En Tunisie, la cyberviolence, qui touche particulièrement les femmes et les adolescentes, prend des proportions inquiétantes. France 24 met en lumière les impacts de ces violences numériques sur les victimes, ainsi que les initiatives pour les protéger, montrant l’urgence de réformes adaptées pour renforcer le cadre législatif face à ce fléau.
Si les formes de harcèlement physique sont désormais mieux reconnues, les violences en ligne restent encore difficiles à combattre. En Tunisie, comme ailleurs, de nombreuses femmes en sont victimes. En 2024, des enquêtes menées par le Fonds des Nations unies pour la population (Unfpa) révèlent que 60 % des femmes interrogées ont été victimes de violence numérique dans le monde. Parmi elles, 31 % ont subi du harcèlement sexuel en ligne et 24 % ont été confrontées à un mélange de harcèlement et d’intimidation, incluant parfois chantage, divulgation non autorisée de données personnelles et menaces directes. Facebook, utilisé par 91 % des agresseurs numériques, est la principale plateforme concernée.

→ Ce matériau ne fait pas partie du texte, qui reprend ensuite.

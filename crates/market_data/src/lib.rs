pub mod remote;
pub mod traits;

pub use remote::BinanceClient;
pub use traits::MarketDataSource;
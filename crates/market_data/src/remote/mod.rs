pub mod binance_client;
pub mod kline_response;
pub mod listing_response;

pub use binance_client::BinanceClient;
pub use kline_response::KlineRow;
pub use listing_response::{ExchangeInfoResponse, SymbolInfo, TickerResponse};
use std::collections::HashMap;

use anyhow::Context;
use common::models::{MarketListing, MarketType, Symbol};
use serde::Deserialize;

use crate::traits::RemoteResponse;

#[derive(Deserialize, Debug)]
pub struct ExchangeInfoResponse {
    pub symbols: Vec<SymbolInfo>,
}

#[derive(Deserialize, Debug)]
pub struct SymbolInfo {
    pub symbol: String,
    pub status: String,
    #[serde(rename(deserialize = "baseAsset"))]
    pub base_asset: String,
    #[serde(rename(deserialize = "quoteAsset"))]
    pub quote_asset: String,
    #[serde(rename(deserialize = "isSpotTradingAllowed"), default)]
    pub is_spot_trading_allowed: bool,
}

/// Entry of `GET /api/v3/ticker/24hr` without a symbol filter.
#[derive(Deserialize, Debug)]
pub struct TickerResponse {
    pub symbol: String,
    #[serde(rename(deserialize = "quoteVolume"))]
    pub quote_volume: String,
}

impl RemoteResponse<f64> for TickerResponse {
    fn to_domain(&self) -> anyhow::Result<f64> {
        self.quote_volume
            .parse::<f64>()
            .with_context(|| format!("invalid quote volume '{}' for {}", self.quote_volume, self.symbol))
    }
}

impl ExchangeInfoResponse {
    /// Joins the listing with 24h quote volumes. Pairs without a ticker get zero volume.
    pub fn into_listings(self, volumes: &HashMap<String, f64>) -> Vec<MarketListing> {
        self.symbols
            .into_iter()
            .map(|info| MarketListing {
                volume: volumes.get(&info.symbol).copied().unwrap_or(0.0),
                symbol: Symbol::new(&info.base_asset, &info.quote_asset),
                market_type: if info.is_spot_trading_allowed {
                    MarketType::Spot
                } else {
                    MarketType::Derivative
                },
                trading: info.status == "TRADING",
            })
            .collect()
    }
}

Ces données, présentées par Wafa Dhawadi, de l’Unfpa, lors d’un colloque en juillet 2024 à Hammamet Sud, illustrent l’ampleur du phénomène en Tunisie. Face à cette menace qui prend des proportions alarmantes, elle souligne la nécessité de mettre en place des mesures urgentes.
Le calvaire des victimes
Pour les victimes, l’impact du cyberharcèlement va bien au-delà des écrans. "Au début, je pensais que ce n’étaient que des mots en ligne, mais rapidement, cela a envahi ma vie quotidienne," déplore une victime, sous couvert d’anonymat. (...)

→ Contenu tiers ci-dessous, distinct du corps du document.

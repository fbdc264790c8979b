use std::fmt;

use serde::{Serialize, Serializer};

/// A spot pair, e.g. `BTC/USDT`.
#[derive(Debug, Clone, PartialEq, Eq, Hash)]
pub struct Symbol {
    base: String,
    quote: String,
}

impl Symbol {
    pub fn new(base: &str, quote: &str) -> Self {
        Self {
            base: base.to_uppercase(),
            quote: quote.to_uppercase(),
        }
    }

    pub fn base(&self) -> &str {
        &self.base
    }

    pub fn quote(&self) -> &str {
        &self.quote
    }

    /// Exchange pair code, `BTCUSDT`.
    pub fn pair(&self) -> String {
        format!("{}{}", self.base, self.quote)
    }
}

impl fmt::Display for Symbol {
    fn fmt(&self, f: &mut fmt::Formatter<'_>) -> fmt::Result {
        write!(f, "{}/{}", self.base, self.quote)
    }
}

impl Serialize for Symbol {
    fn serialize<S: Serializer>(&self, serializer: S) -> Result<S::Ok, S::Error> {
        serializer.collect_str(self)
    }
}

Cette difficulté à obtenir justice est un problème récurrent, comme en témoigne l’expérience de la militante féministe Feryel Charfeddine. Ciblée en 2017 par des attaques en ligne pour son travail d’activiste, elle raconte son expérience dans une interview à Global Voices, un réseau international dont le but est d’amplifier les voix et les communautés sous-représentées en partageant des récits issus de blogs et de réseaux sociaux à travers le monde. "En tant que victime de discours haineux en ligne, j’ai signalé à Facebook les contenus inappropriés qui me ciblaient. La plateforme n’a réagi qu’à partir du moment où j’ai lancé une procédure avec l’assistance du service d’aide Helpline de Access Now, une plateforme d’assistance pour la sécurité numérique. Et c’est pourquoi beaucoup de victimes préfèrent quitter Facebook. Ce n’est pas un lieu sûr pour les femmes." Une expérience qui illustre le manque de réactivité des plateformes face aux signalements de harcèlement, et l’isolement ressenti par celles qui le vivent.
Des cyberviolences en perpétuelle évolution (...)

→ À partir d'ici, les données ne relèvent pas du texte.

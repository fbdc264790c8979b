use std::time::Duration;

use anyhow::Context;
use dotenvy::dotenv;
use tracing::{error, info, warn};

use common::config::ScannerConfig;
use common::logger;
use market_data::{BinanceClient, MarketDataSource};
use scanner::Scanner;
use scanner::export::{generate_text_report, save_csv};

#[tokio::main]
async fn main() -> anyhow::Result<()> {
    dotenv().ok();
    logger::setup_logger();

    let config = ScannerConfig::from_env().context("Invalid scanner configuration")?;
    info!(
        "Starting scanner: {} pairs on {} candles (limit {}, lookback {})",
        config.quote, config.interval, config.candle_limit, config.lookback
    );

    let client = BinanceClient::from_config(&config).context("Failed to create Binance client")?;
    let mut scanner = Scanner::from_config(client, &config)?;

    match config.repeat_secs {
        None => run_cycle(&mut scanner, &config).await,
        Some(secs) => {
            let mut interval = tokio::time::interval(Duration::from_secs(secs.max(1)));
            loop {
                interval.tick().await;
                if let Err(e) = run_cycle(&mut scanner, &config).await {
                    error!("Scan cycle failed: {:#}", e);
                }
            }
        }
    }
}

async fn run_cycle<S: MarketDataSource>(
    scanner: &mut Scanner<S>,
    config: &ScannerConfig,
) -> anyhow::Result<()> {
    let outcome = scanner.scan().await.context("Scan failed")?;

    if outcome.table.is_empty() {
        warn!(
            "No data: none of the {} universe symbols produced metrics",
            outcome.universe_size
        );
    }

    println!("{}", generate_text_report(&outcome, config.report_top));

    save_csv(&outcome.table, &config.output_path)
        .with_context(|| format!("Failed to write {}", config.output_path))?;
    info!(
        "Results saved to {} ({} rows)",
        config.output_path,
        outcome.table.len()
    );
    Ok(())
}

les harceleurs ne se contentent plus de simples insultes. Le doxxing (exposition de données personnelles), le revenge porn (partage de contenu intime sans consentement) ou le cyberstalking (surveillance en ligne), se multiplient, souvent favorisés par l’anonymat des plateformes. "Ils exploitent la diversification des réseaux sociaux et les outils technologiques pour garder l’anonymat et agir sans être identifiés," explique-t-elle. "Ce phénomène, soutenu par l’utilisation d’outils comme les VPN, permet de contourner les mécanismes de traçabilité."
En tant que formatrice, Zouhour Ouamara anime des ateliers à destination des associations qui défendent les droits des femmes et des professionnels du droit, notamment les avocats. Ces formations visent à mettre en lumière la spécificité des crimes technologiques, à bien cerner ces infractions et à apprendre à traiter les données personnelles de manière sécurisée. (...)
"La lutte contre le cyberharcèlement exige des compétences techniques, mais aussi une vigilance collective et une réelle solidarité" (...)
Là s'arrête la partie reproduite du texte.